Wander Lines, 2025
series of ceramic works
In the series of works entitled Wander Lines, Paky Vlassopoulou engages in a form of somatography, a bodily inscription through matter, that resists the primacy of the visual and the linguistic in favor of tactile, affective and situated knowledge.
These works draw inspiration from the radical methodologies of Fernand Deligny (1913–1996), a French thinker and educator known for his pioneering work with non-verbal, autistic children. Rejecting conventional therapeutic frameworks, Deligny developed alternative modes of care based on cohabitation and attentive observation, most notably through his lignes d’erre—drawn traces of the children’s spontaneous wanderings through space. For Deligny, these gestures were not symbolic representations but vital expressions of presence and relation.

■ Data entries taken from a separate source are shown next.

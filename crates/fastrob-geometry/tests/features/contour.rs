use approx::assert_relative_eq;
use fastrob_core::GeometryError;
use fastrob_geometry::{
    offset_increments, offset_shells, shell_paths, CavalierGeometry, Region, Ring,
};

fn square(size: f64) -> Region {
    Region::from_outer(Ring::rectangle(0.0, 0.0, size, size))
}

#[test]
fn test_two_perimeters_give_two_walls_and_fill() {
    let geometry = CavalierGeometry::new();
    let section = vec![square(20.0)];
    let increments = offset_increments(2, 2.0);

    let shells = offset_shells(&geometry, &section, &increments);
    assert_eq!(shells.walls.len(), 2);
    assert!(shells.truncated.is_none());

    assert_relative_eq!(shells.walls[0][0].area(), 18.0 * 18.0, epsilon = 1e-6);
    assert_relative_eq!(shells.walls[1][0].area(), 14.0 * 14.0, epsilon = 1e-6);

    let fill = shells.fill_boundary.expect("fill boundary");
    assert_eq!(fill.len(), 1);
    assert_relative_eq!(fill[0].area(), 12.0 * 12.0, epsilon = 1e-6);
}

#[test]
fn test_consumed_section_falls_back_to_outline() {
    let geometry = CavalierGeometry::new();
    let section = vec![square(1.0)];

    let shells = offset_shells(&geometry, &section, &offset_increments(1, 6.0));
    assert!(shells.fill_boundary.is_none());
    assert_eq!(shells.walls, vec![section]);
    assert!(matches!(shells.truncated, Some(GeometryError::Empty { .. })));
}

#[test]
fn test_sequence_stops_at_first_empty_offset() {
    let geometry = CavalierGeometry::new();
    let section = vec![square(10.0)];

    // 1 and 3 survive, 6 consumes the square
    let shells = offset_shells(&geometry, &section, &[1.0, 2.0, 3.0, 1.0]);
    assert_eq!(shells.walls.len(), 1);
    assert!(shells.fill_boundary.is_some());
    match shells.truncated {
        Some(GeometryError::Empty { distance }) => assert_relative_eq!(distance, 6.0),
        other => panic!("unexpected truncation: {:?}", other),
    }
}

#[test]
fn test_zero_first_increment_keeps_section() {
    let geometry = CavalierGeometry::new();
    let section = vec![square(10.0)];

    let shells = offset_shells(&geometry, &section, &[0.0, 2.0, 1.0]);
    assert_eq!(shells.walls.len(), 2);
    assert_eq!(shells.walls[0], section);
}

#[test]
fn test_holes_become_wall_paths() {
    let geometry = CavalierGeometry::new();
    let section = vec![Region::new(
        Ring::rectangle(0.0, 0.0, 30.0, 30.0),
        vec![Ring::rectangle(10.0, 10.0, 20.0, 20.0)],
    )];

    let shells = offset_shells(&geometry, &section, &offset_increments(1, 2.0));
    assert_eq!(shells.walls.len(), 1);
    let fill = shells.fill_boundary.expect("fill boundary");
    assert_eq!(fill[0].holes().len(), 1);

    let paths = shell_paths(&fill, 3.0);
    assert_eq!(paths.len(), 2);
    for path in &paths {
        assert!(path.is_closed());
        assert!(path.iter().all(|p| p.z == 3.0));
    }
}
//! Error handling for fastrob
//!
//! Provides the error taxonomy shared by every pipeline stage:
//! - Engine errors (external slicing engine failures)
//! - Geometry errors (degenerate offsets, malformed hatch topology, bad meshes)
//! - I/O errors (reading commands, writing machine code)
//!
//! Geometry errors are usually absorbed by the stage that raises them and only
//! logged; engine and I/O errors reset the pipeline outputs.

use thiserror::Error;

/// External slicing engine error type
///
/// Any of these aborts the current pipeline run.
#[derive(Error, Debug, Clone, PartialEq)]
pub enum EngineError {
    /// The engine executable could not be started
    #[error("Failed to launch slicing engine '{program}': {reason}")]
    Launch {
        /// The program that was invoked.
        program: String,
        /// The reason the launch failed.
        reason: String,
    },

    /// The engine reported an error on its error stream
    #[error("Slicing engine failed: {message}")]
    Failure {
        /// The engine's error stream, trimmed.
        message: String,
    },

    /// The engine exited cleanly but produced no motion command file
    #[error("Slicing engine produced no output at {path}")]
    MissingOutput {
        /// The expected output path.
        path: String,
    },
}

/// Geometry error type
///
/// Raised by the geometry collaborator and the toolpath generators.
#[derive(Error, Debug, Clone, PartialEq)]
pub enum GeometryError {
    /// An offset collapsed or the offset kernel gave up
    #[error("Degenerate offset at distance {distance}: {reason}")]
    Degenerate {
        /// The accumulated offset distance.
        distance: f64,
        /// The reason reported by the kernel.
        reason: String,
    },

    /// An operation produced an empty region
    #[error("Offset at distance {distance} produced an empty region")]
    Empty {
        /// The accumulated offset distance.
        distance: f64,
    },

    /// A hatch segment crossed a region boundary an odd number of times
    #[error("Malformed topology: {crossings} boundary crossings")]
    MalformedTopology {
        /// Number of boundary crossings found.
        crossings: usize,
    },

    /// The input mesh cannot be sliced
    #[error("Invalid mesh: {reason}")]
    InvalidMesh {
        /// Why the mesh was rejected.
        reason: String,
    },
}

/// Main error type for fastrob
///
/// A unified error type that can represent any error from all stages.
#[derive(Error, Debug)]
pub enum Error {
    /// External slicing engine failure
    #[error(transparent)]
    Engine(#[from] EngineError),

    /// Geometry failure
    #[error(transparent)]
    Geometry(#[from] GeometryError),

    /// Standard I/O error
    #[error("I/O error: {0}")]
    Io(#[from] std::io::Error),

    /// Document serialization error
    #[error("Serialization error: {0}")]
    Serialization(#[from] serde_json::Error),

}

impl Error {
    /// Check if this is an external engine failure
    pub fn is_engine_failure(&self) -> bool {
        matches!(self, Error::Engine(_))
    }

    /// Check if this is a geometry error
    pub fn is_geometry_error(&self) -> bool {
        matches!(self, Error::Geometry(_))
    }

    /// Check if this is a file I/O error
    pub fn is_io_error(&self) -> bool {
        matches!(self, Error::Io(_))
    }
}

/// Result type using Error
pub type Result<T> = std::result::Result<T, Error>;
//! Geometry kernel seam.
//!
//! The toolpath generators only talk to [`GeometryCollaborator`]. The default
//! implementation, [`CavalierGeometry`], offsets with `cavalier_contours`,
//! slices meshes with [`Mesh3D::slice_at_z`], clips segments with an
//! even-odd scanline and resamples polylines linearly.

use crate::model3d::Mesh3D;
use crate::region::{regions_from_rings, Point2, Region, Ring, Segment2};
use cavalier_contours::polyline::{PlineSource, PlineSourceMut, PlineVertex, Polyline};
use cavalier_contours::shape_algorithms::{Shape, ShapeOffsetOptions};
use fastrob_core::{GeometryError, Point3};
use std::panic;
use tracing::{debug, warn};

/// Operations the toolpath planner needs from a geometry kernel.
pub trait GeometryCollaborator {
    /// Cross-section of `mesh` with the horizontal plane at `height`.
    fn slice_plane(&self, mesh: &Mesh3D, height: f64) -> Vec<Region>;

    /// Inward offset of a region set by `distance`.
    ///
    /// An empty result is reported as [`GeometryError::Empty`].
    fn offset(&self, regions: &[Region], distance: f64) -> Result<Vec<Region>, GeometryError>;

    /// Parts of `segment` lying inside `region`, ordered and oriented along
    /// the segment's direction.
    fn intersect_segment(&self, segment: &Segment2, region: &Region) -> Vec<Segment2>;

    /// Resample a polyline so no two consecutive points are further apart
    /// than `max_spacing`.
    fn discretize(&self, points: &[Point3], max_spacing: f64) -> Vec<Point3>;
}

/// Geometry kernel backed by `cavalier_contours`.
#[derive(Debug, Clone)]
pub struct CavalierGeometry {
    /// Maximum chord deviation when flattening offset arcs
    pub arc_tolerance: f64,
}

impl CavalierGeometry {
    pub fn new() -> Self {
        Self {
            arc_tolerance: 0.01,
        }
    }

    pub fn with_arc_tolerance(mut self, tolerance: f64) -> Self {
        self.arc_tolerance = tolerance;
        self
    }

    fn ring_to_polyline(ring: &Ring) -> Polyline<f64> {
        let mut pline = Polyline::new();
        for p in ring.points() {
            pline.add_vertex(PlineVertex::new(p.x, p.y, 0.0));
        }
        pline.set_is_closed(true);
        pline
    }

    /// Flatten a closed polyline, replacing bulge arcs with chords.
    fn polyline_to_ring(&self, pline: &Polyline<f64>) -> Ring {
        let count = pline.vertex_count();
        let mut points = Vec::with_capacity(count);

        for i in 0..count {
            let v1 = pline.at(i);
            let v2 = pline.at((i + 1) % count);
            points.push(Point2::new(v1.x, v1.y));

            if v1.bulge.abs() > 1e-9 {
                points.extend(self.arc_points(v1, v2));
            }
        }

        Ring::new(points)
    }

    /// Interior points of the arc from `v1` to `v2` described by `v1.bulge`.
    fn arc_points(&self, v1: PlineVertex<f64>, v2: PlineVertex<f64>) -> Vec<Point2> {
        let chord_len = ((v2.x - v1.x).powi(2) + (v2.y - v1.y).powi(2)).sqrt();
        if chord_len < 1e-9 {
            return Vec::new();
        }

        let theta = 4.0 * v1.bulge.atan();
        let radius = (chord_len / (2.0 * (theta / 2.0).sin())).abs();

        // Center lies on the chord's normal; past a half circle the cosine flips the side
        let dist_to_center = radius * (theta.abs() / 2.0).cos();
        let mx = (v1.x + v2.x) / 2.0;
        let my = (v1.y + v2.y) / 2.0;
        let nx = -(v2.y - v1.y) / chord_len;
        let ny = (v2.x - v1.x) / chord_len;
        let sign = if v1.bulge > 0.0 { 1.0 } else { -1.0 };
        let cx = mx + nx * dist_to_center * sign;
        let cy = my + ny * dist_to_center * sign;

        let start_angle = (v1.y - cy).atan2(v1.x - cx);
        let max_step = if radius > self.arc_tolerance {
            2.0 * (1.0 - self.arc_tolerance / radius).acos()
        } else {
            theta.abs()
        };
        let steps = ((theta.abs() / max_step.max(1e-3)).ceil() as usize).max(1);

        (1..steps)
            .map(|k| {
                let angle = start_angle + theta * k as f64 / steps as f64;
                Point2::new(cx + radius * angle.cos(), cy + radius * angle.sin())
            })
            .collect()
    }

    fn offset_region(&self, region: &Region, distance: f64) -> Result<Vec<Ring>, GeometryError> {
        let plines: Vec<Polyline<f64>> = region.rings().map(Self::ring_to_polyline).collect();

        let result = panic::catch_unwind(panic::AssertUnwindSafe(|| {
            let shape = Shape::from_plines(plines);
            shape.parallel_offset(distance, ShapeOffsetOptions::default())
        }));

        match result {
            Ok(shape) => Ok(shape
                .ccw_plines
                .iter()
                .chain(shape.cw_plines.iter())
                .map(|indexed| self.polyline_to_ring(&indexed.polyline))
                .collect()),
            Err(_) => {
                warn!("Panic during parallel offset at distance {}", distance);
                Err(GeometryError::Degenerate {
                    distance,
                    reason: "offset kernel panicked".to_string(),
                })
            }
        }
    }
}

impl Default for CavalierGeometry {
    fn default() -> Self {
        Self::new()
    }
}

impl GeometryCollaborator for CavalierGeometry {
    fn slice_plane(&self, mesh: &Mesh3D, height: f64) -> Vec<Region> {
        regions_from_rings(mesh.slice_at_z(height))
    }

    fn offset(&self, regions: &[Region], distance: f64) -> Result<Vec<Region>, GeometryError> {
        if !distance.is_finite() {
            return Err(GeometryError::Degenerate {
                distance,
                reason: "distance is not finite".to_string(),
            });
        }
        if distance == 0.0 {
            return if regions.is_empty() {
                Err(GeometryError::Empty { distance })
            } else {
                Ok(regions.to_vec())
            };
        }

        let mut rings = Vec::new();
        for region in regions {
            rings.extend(self.offset_region(region, distance)?);
        }

        let result = regions_from_rings(rings);
        debug!(
            "Offset {} regions by {} into {} regions",
            regions.len(),
            distance,
            result.len()
        );

        if result.is_empty() {
            Err(GeometryError::Empty { distance })
        } else {
            Ok(result)
        }
    }

    fn intersect_segment(&self, segment: &Segment2, region: &Region) -> Vec<Segment2> {
        let length = segment.length();
        if length < 1e-12 {
            return Vec::new();
        }

        // Work in a frame where the segment runs along +X from the origin
        let angle = (segment.end.y - segment.start.y).atan2(segment.end.x - segment.start.x);
        let (sin_a, cos_a) = (-angle).sin_cos();
        let to_local = |p: &Point2| {
            let dx = p.x - segment.start.x;
            let dy = p.y - segment.start.y;
            Point2::new(dx * cos_a - dy * sin_a, dx * sin_a + dy * cos_a)
        };

        let mut crossings: Vec<f64> = Vec::new();
        for ring in region.rings() {
            for (a, b) in ring.edges() {
                let p1 = to_local(&a);
                let p2 = to_local(&b);
                if (p1.y <= 0.0 && p2.y > 0.0) || (p2.y <= 0.0 && p1.y > 0.0) {
                    let x = p1.x + (0.0 - p1.y) * (p2.x - p1.x) / (p2.y - p1.y);
                    crossings.push(x);
                }
            }
        }
        crossings.sort_by(|a, b| a.total_cmp(b));
        if crossings.len() % 2 == 1 {
            warn!(
                "{}, ignoring the unpaired crossing",
                GeometryError::MalformedTopology {
                    crossings: crossings.len()
                }
            );
        }

        crossings
            .chunks_exact(2)
            .filter_map(|pair| {
                let from = pair[0].max(0.0);
                let to = pair[1].min(length);
                (to - from > 1e-9)
                    .then(|| Segment2::new(segment.point_at(from / length), segment.point_at(to / length)))
            })
            .collect()
    }

    fn discretize(&self, points: &[Point3], max_spacing: f64) -> Vec<Point3> {
        if max_spacing <= 0.0 || !max_spacing.is_finite() || points.len() < 2 {
            return points.to_vec();
        }

        let mut result = Vec::with_capacity(points.len());
        result.push(points[0]);
        for pair in points.windows(2) {
            let (a, b) = (pair[0], pair[1]);
            let pieces = (a.distance_to(&b) / max_spacing).ceil().max(1.0) as usize;
            for k in 1..=pieces {
                result.push(a.lerp(&b, k as f64 / pieces as f64));
            }
        }
        result
    }
}
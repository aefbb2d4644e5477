//! Numeric tolerances shared across crates.

/// Maximum end point distance for a path to count as closed
pub const CLOSED_TOLERANCE: f64 = 1e-6;

/// Default tool orientation (A, B, C) in degrees, tool pointing down
pub const DEFAULT_ORIENTATION: [f64; 3] = [0.0, 90.0, 0.0];
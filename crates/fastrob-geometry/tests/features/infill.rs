use approx::assert_relative_eq;
use fastrob_geometry::{
    group_by_count, CavalierGeometry, InfillParams, Region, Ring, ZigZagInfill,
};
use proptest::prelude::*;

fn params(angle_deg: f64, spacing: f64, continuous: bool) -> InfillParams {
    InfillParams {
        angle_deg,
        spacing,
        continuous,
    }
}

fn square() -> Region {
    Region::from_outer(Ring::rectangle(0.0, 0.0, 10.0, 10.0))
}

fn square_with_hole() -> Region {
    Region::new(
        Ring::rectangle(0.0, 0.0, 10.0, 10.0),
        vec![Ring::rectangle(3.0, 3.0, 7.0, 7.0)],
    )
}

#[test]
fn test_square_gives_one_serpentine() {
    let geometry = CavalierGeometry::new();
    let result = ZigZagInfill::new(&geometry, params(0.0, 2.0, true)).generate(&[square()]);

    let lines = &result.hatch_lines;
    assert!(lines.len() == 5 || lines.len() == 6);
    assert!(lines.iter().all(|l| l.segment_count() == 1));

    // Evenly spaced
    let step = lines[1].y - lines[0].y;
    for pair in lines.windows(2) {
        assert_relative_eq!(pair[1].y - pair[0].y, step, epsilon = 1e-9);
    }

    // Every segment spans the full width
    for line in lines {
        let s = line.segments[0];
        assert_relative_eq!(s.start.x.min(s.end.x), 0.0, epsilon = 1e-9);
        assert_relative_eq!(s.start.x.max(s.end.x), 10.0, epsilon = 1e-9);
    }

    assert_eq!(result.groups, vec![vec![fastrob_geometry::HatchGroup {
        count: 1,
        start: 0,
        len: lines.len(),
    }]]);
    assert_eq!(result.polylines.len(), 1);
    assert_eq!(result.polylines[0].len(), 2 * lines.len());
}

#[test]
fn test_serpentine_alternates_direction() {
    let geometry = CavalierGeometry::new();
    let result = ZigZagInfill::new(&geometry, params(0.0, 2.0, true)).generate(&[square()]);
    let path = &result.polylines[0];

    // Segment ends and the next segment's start share an x, so connectors are vertical
    for k in 0..(path.len() / 2 - 1) {
        let end = path[2 * k + 1];
        let next = path[2 * k + 2];
        assert_relative_eq!(end.x, next.x, epsilon = 1e-9);
    }
    assert!(path[1].x > path[0].x);
    assert!(path[3].x < path[2].x);
}

#[test]
fn test_non_continuous_emits_separate_segments() {
    let geometry = CavalierGeometry::new();
    let result = ZigZagInfill::new(&geometry, params(0.0, 2.0, false)).generate(&[square()]);

    assert_eq!(result.polylines.len(), result.hatch_lines.len());
    assert!(result.polylines.iter().all(|p| p.len() == 2));
    // Even segments run backwards
    assert!(result.polylines[0][0].x > result.polylines[0][1].x);
    assert!(result.polylines[1][0].x < result.polylines[1][1].x);
}

#[test]
fn test_hole_splits_into_three_groups() {
    let geometry = CavalierGeometry::new();
    let result =
        ZigZagInfill::new(&geometry, params(0.0, 2.0, true)).generate(&[square_with_hole()]);

    let counts: Vec<usize> = result.hatch_lines.iter().map(|l| l.segment_count()).collect();
    assert!(counts.contains(&2));

    let groups = &result.groups[0];
    assert!(groups.len() >= 3);
    assert_eq!(groups.first().map(|g| g.count), Some(1));
    assert_eq!(groups.last().map(|g| g.count), Some(1));
    assert!(groups.iter().any(|g| g.count == 2));

    // The two-segment group yields one track per side of the hole
    let expected: usize = groups.iter().map(|g| g.count).sum();
    assert_eq!(result.polylines.len(), expected);
}

#[test]
fn test_rotated_hatch_covers_square() {
    let geometry = CavalierGeometry::new();
    let result = ZigZagInfill::new(&geometry, params(90.0, 2.0, true)).generate(&[square()]);

    assert_eq!(result.polylines.len(), 1);
    for line in &result.hatch_lines {
        let s = line.segments[0];
        assert_relative_eq!(s.start.x, s.end.x, epsilon = 1e-9);
        assert_relative_eq!(s.length(), 10.0, epsilon = 1e-9);
    }
}

#[test]
fn test_islands_are_filled_independently() {
    let geometry = CavalierGeometry::new();
    let islands = vec![
        square(),
        Region::from_outer(Ring::rectangle(20.0, 0.0, 30.0, 10.0)),
    ];
    let result = ZigZagInfill::new(&geometry, params(0.0, 2.0, true)).generate(&islands);

    assert_eq!(result.groups.len(), 2);
    assert_eq!(result.polylines.len(), 2);
    assert!(result.polylines[1].iter().all(|p| p.x >= 20.0 - 1e-9));
}

#[test]
fn test_thin_island_gets_single_centred_line() {
    let geometry = CavalierGeometry::new();
    let strip = Region::from_outer(Ring::rectangle(0.0, 0.0, 10.0, 1.0));
    let result = ZigZagInfill::new(&geometry, params(0.0, 6.0, true)).generate(&[strip]);

    assert_eq!(result.hatch_lines.len(), 1);
    assert_relative_eq!(result.hatch_lines[0].y, 0.5, epsilon = 1e-9);
}

#[test]
fn test_vanishing_island_contributes_nothing() {
    let geometry = CavalierGeometry::new();
    let speck = Region::from_outer(Ring::rectangle(0.0, 0.0, 0.1, 0.1));
    let result = ZigZagInfill::new(&geometry, params(0.0, 2.0, true)).generate(&[speck]);

    assert!(result.is_empty());
    assert!(result.hatch_lines.is_empty());
}

#[test]
fn test_paths_are_lifted_to_layer_height() {
    let geometry = CavalierGeometry::new();
    let result = ZigZagInfill::new(&geometry, params(0.0, 2.0, true)).generate(&[square()]);
    let paths = result.paths(4.0);
    assert_eq!(paths.len(), 1);
    assert!(paths[0].iter().all(|p| p.z == 4.0));
}

proptest! {
    #[test]
    fn prop_grouping_preserves_order_and_counts(counts in prop::collection::vec(0usize..4, 0..60)) {
        let groups = group_by_count(&counts);

        let mut rebuilt = Vec::new();
        for group in &groups {
            prop_assert!(group.len >= 1);
            prop_assert_eq!(group.start, rebuilt.len());
            for index in group.range() {
                prop_assert_eq!(counts[index], group.count);
                rebuilt.push(counts[index]);
            }
        }
        prop_assert_eq!(rebuilt, counts);

        for pair in groups.windows(2) {
            prop_assert_ne!(pair[0].count, pair[1].count);
        }
    }
}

Echoing this approach, Vlassopoulou does not depict from a distance but rather inhabits material. Her gestures across clay form a quiet choreography of touch, a non-verbal dialogue grounded in movement, repetition and
proximity.
Her practice also resonates with the sensual and conceptual vocabulary of Lebanese artist Huguette Caland, particularly the series Silent Letters. Like Caland’s work, Vlassopoulou’s pieces function as fragments of somatic time—scores marked by the pressure of fingers, the weight of breath, the rhythm of being-with. The resulting compositions do not offer a landscape as image, but as experience: an earthy horizon formed through auto-somatic inscription, where clay becomes a site of memory—of imprint, vibration, and echo.
In this materially intimate and affective register, Vlassopoulou’s language resists disembodied abstraction. Instead, she crafts a space where form is grounded in the sensual, the provisional, and the profoundly relational—an earthbound practice that invites us to feel, rather than interpret, the gestures of connection embedded in the surface of things.